FAQ

Q. What is the day-to-day lifestyle like with an HIV positive child?
A. Children with HIV who receive medication lead normal healthy lives. They can play sports, have sleepovers, go to camp, attend daycare and public schools, etc. They look like other children and play like other children. They take medicine in the morning and evening, and the dosage is administered at the same time every day for full effectiveness and to prevent resistance to the prescription. Your child will have at least four doctor appointments per year with a specialist who will monitor the CD4 counts and viral load in the blood to be sure the medication is working properly.

Q. What are the medical concerns associated with pediatric HIV?
A. Mostly taking daily medicine and seeing a specialist doctor every three months. Your doctor will determine when the child’s immune system is strong enough to get “live” vaccines (such as chickenpox and MMR).

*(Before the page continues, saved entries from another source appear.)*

//! Extraction schemas: the caller's description of the fields to extract.
//!
//! A schema is an ordered JSON object mapping field names to a type
//! description the model can follow, e.g.
//! `{"invoice_number": "string or null", "total": "number"}`. Nesting is
//! allowed (arrays of objects for line items). The schema shapes the prompt
//! only — the model is *asked* to return a matching object, and the
//! "result keys are a subset of schema keys" invariant is checked
//! best-effort, never enforced.

use crate::error::ExtractError;
use serde_json::{json, Map, Value};
use std::path::Path;

/// A field schema supplied by the caller or built in for a document kind.
#[derive(Debug, Clone, PartialEq)]
pub struct ExtractionSchema {
    fields: Map<String, Value>,
}

impl ExtractionSchema {
    /// Build a schema from a JSON value, which must be an object.
    pub fn from_value(value: Value) -> Result<Self, ExtractError> {
        match value {
            Value::Object(fields) if !fields.is_empty() => Ok(Self { fields }),
            Value::Object(_) => Err(ExtractError::InvalidSchema {
                path: Path::new("<inline>").to_path_buf(),
                detail: "schema object is empty".to_string(),
            }),
            other => Err(ExtractError::InvalidSchema {
                path: Path::new("<inline>").to_path_buf(),
                detail: format!("expected a JSON object, got {}", type_name(&other)),
            }),
        }
    }

    /// Load a schema from a JSON file.
    pub fn from_file(path: impl AsRef<Path>) -> Result<Self, ExtractError> {
        let path = path.as_ref();
        let raw = std::fs::read_to_string(path).map_err(|e| ExtractError::InvalidSchema {
            path: path.to_path_buf(),
            detail: e.to_string(),
        })?;
        let value: Value =
            serde_json::from_str(&raw).map_err(|e| ExtractError::InvalidSchema {
                path: path.to_path_buf(),
                detail: e.to_string(),
            })?;
        Self::from_value(value).map_err(|e| match e {
            ExtractError::InvalidSchema { detail, .. } => ExtractError::InvalidSchema {
                path: path.to_path_buf(),
                detail,
            },
            other => other,
        })
    }

    /// The top-level field names, in declaration order.
    pub fn field_names(&self) -> impl Iterator<Item = &str> {
        self.fields.keys().map(String::as_str)
    }

    /// Number of top-level fields.
    pub fn len(&self) -> usize {
        self.fields.len()
    }

    pub fn is_empty(&self) -> bool {
        self.fields.is_empty()
    }

    /// Pretty-printed JSON used inside the prompt.
    pub fn to_prompt_json(&self) -> String {
        serde_json::to_string_pretty(&Value::Object(self.fields.clone()))
            .unwrap_or_else(|_| "{}".to_string())
    }

    /// Keys present in `result` that the schema never asked for.
    ///
    /// Supports the best-effort subset invariant: violations are worth a
    /// warning, not an error.
    pub fn unknown_keys(&self, result: &Map<String, Value>) -> Vec<String> {
        result
            .keys()
            .filter(|k| !self.fields.contains_key(*k))
            .cloned()
            .collect()
    }

    /// Built-in invoice schema.
    pub fn invoice() -> Self {
        Self {
            fields: invoice_fields(),
        }
    }

    /// Built-in contract schema.
    pub fn contract() -> Self {
        Self {
            fields: contract_fields(),
        }
    }
}

fn type_name(v: &Value) -> &'static str {
    match v {
        Value::Null => "null",
        Value::Bool(_) => "a boolean",
        Value::Number(_) => "a number",
        Value::String(_) => "a string",
        Value::Array(_) => "an array",
        Value::Object(_) => "an object",
    }
}

fn invoice_fields() -> Map<String, Value> {
    let value = json!({
        "invoice_number": "invoice number or null",
        "invoice_date": "date in YYYY-MM-DD format or null",
        "due_date": "payment due date in YYYY-MM-DD format or null",
        "supplier_name": "supplier name or null",
        "supplier_address": "full supplier address or null",
        "supplier_siret": "SIRET number (14 digits) or null",
        "supplier_vat_number": "intra-community VAT number or null",
        "client_name": "client name or null",
        "client_address": "full client address or null",
        "client_siret": "client SIRET number or null",
        "total_excl_tax": "amount excluding tax as a decimal number or null",
        "total_tax": "tax amount as a decimal number or null",
        "total_incl_tax": "amount including tax as a decimal number or null",
        "line_items": [{
            "description": "product or service description",
            "quantity": "quantity as a number or null",
            "unit_price": "unit price excluding tax as a number or null",
            "total_excl_tax": "line total excluding tax as a number or null",
            "tax_rate": "tax rate as a percentage or null"
        }],
        "confidence_score": "confidence between 0 and 1"
    });
    match value {
        Value::Object(m) => m,
        _ => unreachable!(),
    }
}

fn contract_fields() -> Map<String, Value> {
    let value = json!({
        "contract_type": "one of: service|employment|lease|sale|nda|partnership|other",
        "contract_number": "contract reference or null",
        "title": "contract title or null",
        "parties": [{
            "name": "party name",
            "role": "role (seller, buyer, employer, employee, lessor, lessee, ...)",
            "address": "address or null",
            "siret": "SIRET number or null",
            "representative": "legal representative or null"
        }],
        "signature_date": "signature date in YYYY-MM-DD format or null",
        "effective_date": "effective date in YYYY-MM-DD format or null",
        "end_date": "end date in YYYY-MM-DD format or null",
        "duration": "contract duration (e.g. '12 months', '3 years') or null",
        "total_amount": "total amount as a decimal number or null",
        "payment_terms": "payment terms or null",
        "currency": "currency code (EUR, USD, ...), EUR when unstated",
        "key_clauses": [{
            "title": "clause type (confidentiality, non-compete, termination, ...)",
            "content": "clause summary",
            "importance": "high|medium|low"
        }],
        "termination_conditions": "termination conditions or null",
        "renewal_terms": "renewal terms or null",
        "signatures": ["list of identified signatories"],
        "confidence_score": "confidence between 0 and 1"
    });
    match value {
        Value::Object(m) => m,
        _ => unreachable!(),
    }
}
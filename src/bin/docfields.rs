//! CLI binary for docfields.
//!
//! A thin shim over the library crate that maps CLI flags to
//! `ExtractionConfig`, dispatches to the right extraction flow, and prints
//! or exports the result.

use anyhow::{Context, Result};
use clap::Parser;
use docfields::{
    extract, extract_document, extract_structured, DocumentKind, ExtractionConfig,
    ExtractionConfigBuilder, ExtractionOutput, ExtractionSchema, PageSelection,
};
use indicatif::{ProgressBar, ProgressStyle};
use std::io::{self, Write};
use std::path::PathBuf;
use std::time::Duration;
use tracing_subscriber::EnvFilter;

// ── ANSI colour helpers (no extra deps) ──────────────────────────────────────

fn green(s: &str) -> String {
    format!("\x1b[32m{s}\x1b[0m")
}
fn bold(s: &str) -> String {
    format!("\x1b[1m{s}\x1b[0m")
}
fn dim(s: &str) -> String {
    format!("\x1b[2m{s}\x1b[0m")
}

const AFTER_HELP: &str = r#"EXAMPLES:
  # Free-form extraction (stdout)
  docfields invoice.pdf -p "Extract the invoice number and total"

  # Schema-constrained extraction
  docfields invoice.pdf -s schema.json

  # Typed OCR pipeline with automatic document-type detection
  docfields scan.png --ocr

  # Typed OCR pipeline, known type, CSV export
  docfields facture.pdf -t invoice --csv -o facture.csv

  # Specific pages at higher resolution
  docfields report.pdf --pages 0,2-4 --dpi 300 -p "List the section titles"

  # Offline demo without credentials
  docfields invoice.pdf -t invoice --mock

PAGE SELECTORS (0-indexed):
  0,2,5      those pages          1-4       pages 1 through 4 inclusive
  0,2-4,7    mixed                all       every page (default)

ENVIRONMENT VARIABLES:
  GEMINI_API_KEY          API key for the public endpoint
  GOOGLE_CLOUD_PROJECT    Vertex project ID
  GOOGLE_CLOUD_LOCATION   Vertex region (default europe-west1)
  GOOGLE_VERTEX_TOKEN     OAuth bearer token for Vertex mode
                          (gcloud auth print-access-token)

SETUP:
  1. export GEMINI_API_KEY=...        (or --project + GOOGLE_VERTEX_TOKEN)
  2. docfields document.pdf -s schema.json
  OCR mode additionally needs the tesseract binary on PATH.
"#;

/// Extract structured fields and free text from documents using vision LLMs and OCR.
#[derive(Parser, Debug)]
#[command(
    name = "docfields",
    version,
    about = "Extract structured fields and free text from documents using vision LLMs and OCR",
    arg_required_else_help = true,
    after_long_help = AFTER_HELP
)]
struct Cli {
    /// Document path (PDF or image: png, jpg, jpeg, tiff, tif, bmp).
    input: PathBuf,

    /// Free-form extraction prompt.
    #[arg(short, long, conflicts_with_all = ["schema", "doc_type", "ocr"])]
    prompt: Option<String>,

    /// JSON file with the extraction schema (field name → description).
    #[arg(short, long, conflicts_with_all = ["doc_type", "ocr"])]
    schema: Option<PathBuf>,

    /// Document type for the OCR pipeline: invoice, contract, generic.
    #[arg(short = 't', long = "type", value_name = "KIND")]
    doc_type: Option<KindArg>,

    /// Use the OCR pipeline with automatic type detection.
    #[arg(long)]
    ocr: bool,

    /// Page selection: all, 0,2,5 or 1-4 (0-indexed).
    #[arg(long, env = "DOCFIELDS_PAGES")]
    pages: Option<String>,

    /// Rendering DPI (72–400).
    #[arg(long, env = "DOCFIELDS_DPI")]
    dpi: Option<u32>,

    /// Google Cloud project ID (Vertex mode).
    #[arg(long, env = "GOOGLE_CLOUD_PROJECT")]
    project: Option<String>,

    /// Vertex AI region.
    #[arg(long, env = "GOOGLE_CLOUD_LOCATION")]
    location: Option<String>,

    /// Model identifier.
    #[arg(long, env = "DOCFIELDS_MODEL")]
    model: Option<String>,

    /// API key for the public generative-language endpoint.
    #[arg(long, env = "GEMINI_API_KEY", hide_env_values = true)]
    api_key: Option<String>,

    /// Use the offline mock model (no credentials needed).
    #[arg(long)]
    mock: bool,

    /// TOML configuration file.
    #[arg(short, long)]
    config: Option<PathBuf>,

    /// Write the result to this file instead of stdout.
    #[arg(short, long)]
    output: Option<PathBuf>,

    /// Export as CSV instead of JSON (structured results).
    #[arg(long)]
    csv: bool,

    /// OCR language(s), e.g. eng, fra, fra+eng.
    #[arg(long, env = "DOCFIELDS_OCR_LANG")]
    lang: Option<String>,

    /// Sampling temperature (0.0–2.0).
    #[arg(long)]
    temperature: Option<f32>,

    /// Maximum model output tokens.
    #[arg(long)]
    max_tokens: Option<u32>,

    /// Enable DEBUG-level tracing logs.
    #[arg(short, long)]
    verbose: bool,

    /// Suppress all output except errors and the result.
    #[arg(short, long)]
    quiet: bool,
}

#[derive(clap::ValueEnum, Clone, Copy, Debug)]
enum KindArg {
    Invoice,
    Contract,
    Generic,
}

impl From<KindArg> for DocumentKind {
    fn from(v: KindArg) -> Self {
        match v {
            KindArg::Invoice => DocumentKind::Invoice,
            KindArg::Contract => DocumentKind::Contract,
            KindArg::Generic => DocumentKind::Generic,
        }
    }
}

#[tokio::main]
async fn main() -> Result<()> {
    let cli = Cli::parse();

    // ── Logging setup ────────────────────────────────────────────────────
    let filter = if cli.quiet {
        "error"
    } else if cli.verbose {
        "debug"
    } else {
        "warn"
    };
    tracing_subscriber::fmt()
        .with_env_filter(
            EnvFilter::try_from_default_env().unwrap_or_else(|_| EnvFilter::new(filter)),
        )
        .with_writer(io::stderr)
        .init();

    let config = build_config(&cli)?;

    // ── Spinner while the pipeline runs ──────────────────────────────────
    let spinner = if cli.quiet {
        None
    } else {
        let bar = ProgressBar::new_spinner();
        bar.set_style(
            ProgressStyle::with_template("{spinner:.cyan} {msg}")
                .unwrap_or_else(|_| ProgressStyle::default_spinner()),
        );
        bar.set_message(format!("Extracting from {}…", cli.input.display()));
        bar.enable_steady_tick(Duration::from_millis(80));
        Some(bar)
    };

    // ── Dispatch ─────────────────────────────────────────────────────────
    let result = run(&cli, &config).await;

    if let Some(bar) = spinner {
        bar.finish_and_clear();
    }

    let output = result?;

    // ── Render / export ──────────────────────────────────────────────────
    if let Some(ref path) = cli.output {
        if cli.csv {
            output.write_csv(path).await?;
        } else {
            output.write_json(path).await?;
        }
        if !cli.quiet {
            eprintln!(
                "{} {} ({} pages, {}ms)  →  {}",
                green("✔"),
                output.kind,
                output.stats.selected_pages,
                output.stats.total_ms,
                bold(&path.display().to_string()),
            );
        }
    } else {
        let stdout = io::stdout();
        let mut handle = stdout.lock();
        let rendered = if cli.csv {
            output.to_csv_string()
        } else if let Some(text) = output.data.as_text() {
            format!("{}\n", text.trim_end())
        } else {
            format!("{}\n", output.data_json_string()?)
        };
        handle
            .write_all(rendered.as_bytes())
            .context("Failed to write to stdout")?;

        if !cli.quiet {
            eprintln!(
                "{}",
                dim(&format!(
                    "{} · {}/{} pages · render {}ms{} · model {}ms · total {}ms",
                    output.kind,
                    output.stats.selected_pages,
                    output.stats.total_pages,
                    output.stats.render_ms,
                    output
                        .stats
                        .ocr_ms
                        .map(|ms| format!(" · ocr {}ms", ms))
                        .unwrap_or_default(),
                    output.stats.model_ms,
                    output.stats.total_ms,
                ))
            );
        }
    }

    Ok(())
}

/// Run the extraction flow selected by the flags.
async fn run(cli: &Cli, config: &ExtractionConfig) -> Result<ExtractionOutput> {
    if let Some(ref schema_path) = cli.schema {
        let schema = ExtractionSchema::from_file(schema_path)
            .with_context(|| format!("Failed to load schema {:?}", schema_path))?;
        return extract_structured(&cli.input, &schema, config)
            .await
            .context("Structured extraction failed");
    }

    if cli.ocr || cli.doc_type.is_some() {
        let kind = cli.doc_type.map(DocumentKind::from);
        return extract_document(&cli.input, kind, config)
            .await
            .context("Document extraction failed");
    }

    let prompt = cli
        .prompt
        .clone()
        .unwrap_or_else(|| docfields::prompts::DEFAULT_PROMPT.to_string());
    extract(&cli.input, &prompt, config)
        .await
        .context("Extraction failed")
}

/// Map CLI flags to `ExtractionConfig`, layering file config under flags.
fn build_config(cli: &Cli) -> Result<ExtractionConfig> {
    let mut builder: ExtractionConfigBuilder = if let Some(ref path) = cli.config {
        ExtractionConfig::from_file(path)
            .with_context(|| format!("Failed to load config {:?}", path))?
    } else {
        ExtractionConfig::builder()
    };

    if let Some(dpi) = cli.dpi {
        builder = builder.dpi(dpi);
    }
    if let Some(ref model) = cli.model {
        builder = builder.model_name(model);
    }
    if let Some(ref project) = cli.project {
        builder = builder.project_id(project);
    }
    if let Some(ref location) = cli.location {
        builder = builder.location(location);
    }
    if let Some(ref key) = cli.api_key {
        builder = builder.api_key(key);
    }
    if cli.mock {
        builder = builder.use_mock(true);
    }
    if let Some(t) = cli.temperature {
        builder = builder.temperature(t);
    }
    if let Some(n) = cli.max_tokens {
        builder = builder.max_output_tokens(n);
    }
    if let Some(ref lang) = cli.lang {
        builder = builder.ocr_lang(lang);
    }
    if let Some(ref pages) = cli.pages {
        builder = builder.pages(PageSelection::parse(pages)?);
    }

    builder.build().context("Invalid configuration")
}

Q. Do any special safety precautions need to be taken?
A. ‘Universal Precautions’ should be used within your home, just as they are at schools and day care centers. A barrier should be used when touching blood, such as a towel or gloves. Hands and other skin surfaces should be washed as soon as possible if blood has been in contact with the skin. Surfaces soiled with blood will be washed with soap and water as you would normally. Some parents carry a plastic sandwich bag with Bandaids and hand sanitizer in it to be prepared for occasional scrapes.

Q. How long do children with HIV live?
A. Life expectancy is close to normal with proper treatment. The devastation we see in the news is due to lack of treatment abroad, although it is now getting better. Children born with HIV in the 1980s in the Western world who have been diligent about treatment are alive today and thriving (now nearing 30). Doctors claim HIV+ kids can expect to live as long as any other child with a long term chronic illness, such as diabetes, although HIV is generally considered a more manageable condition.

Q. What about HIV and sex/reproduction?
A. As children progresses through adolescence into adulthood, safe sex becomes an important topic, although it is an important topic with all adolescents. HIV positive women bearing children in the United States have less than a 2% chance of passing the virus along to their newborn when the appropriate anti retroviral drugs are administered during pregnancy and after childbirth. This means that children with HIV can grow up and have healthy children of their own. HIV positive men can also procreate.

Q. How does the adoption process differ for HIV+ children vs. HIV- ?
A. Everything is the same. In the past, a visa waiver was required, but that is no longer in existence as of January 4, 2010.

Q. What about disclosing a child’s HIV positive status?
A. Disclosure is a sensitive topic which varies greatly among families. You should disclose to your dentist and other health care providers to ensure your child’s health stays optimal. You should also teach your child to disclose to their sex partner(s) when they become sexually active. Daycare centers, schools and athletic coaches practice ‘universal precautions’ so your child is not a risk to anyone, and there are no cases of transmission in these settings. The Health Departments in SC and IL will inform the school district that there is an HIV+ child without disclosing identity, and you do not need to disclose to your daycare or school if you do not wish to. There are many anti-discrimination laws in place to protect HIV+ people and to ensure they are treated equal to HIV- people in every way. Most families feel it is very important to disclose HIV status to close friends and family so the child will have a safe haven in which to speak openly and know that they are loved and accepted. Some families feel it is important to disclose HIV status on a much broader scale by informing playmates, daycare, church, school teachers, school nurses, babysitters and others. These families feel it is very important that their child not to feel shame, nor to live with a ‘secret’ (although families who do not disclose feel it is more an issue of privacy than secrecy). In most of these cases, they feel it is important to talk about their child’s HIV status, not to ‘protect’ the other party (since they are not at risk), but to ‘create awareness’ about the realities of HIV and to hopefully replace the concerns and misconceptions.

Q. What happens if a child gets a cold or flu?

A. According to Dr. Joel Gallant in ’100 Questions and Answers about HIV/AIDS’, the symptoms and duration of the illness are the same as everyone else and people with HIV are at no greater risk from complications. He states that we don’t need to do anything special for a cold or flu and the usual over-the-counter cold remedies are safe and don’t interact with HIV meds. The child should not take antibiotics for viruses such as cold and flu, but they should take antibiotics for bacterial infections such as strep throat, sinusitis or pneumonia.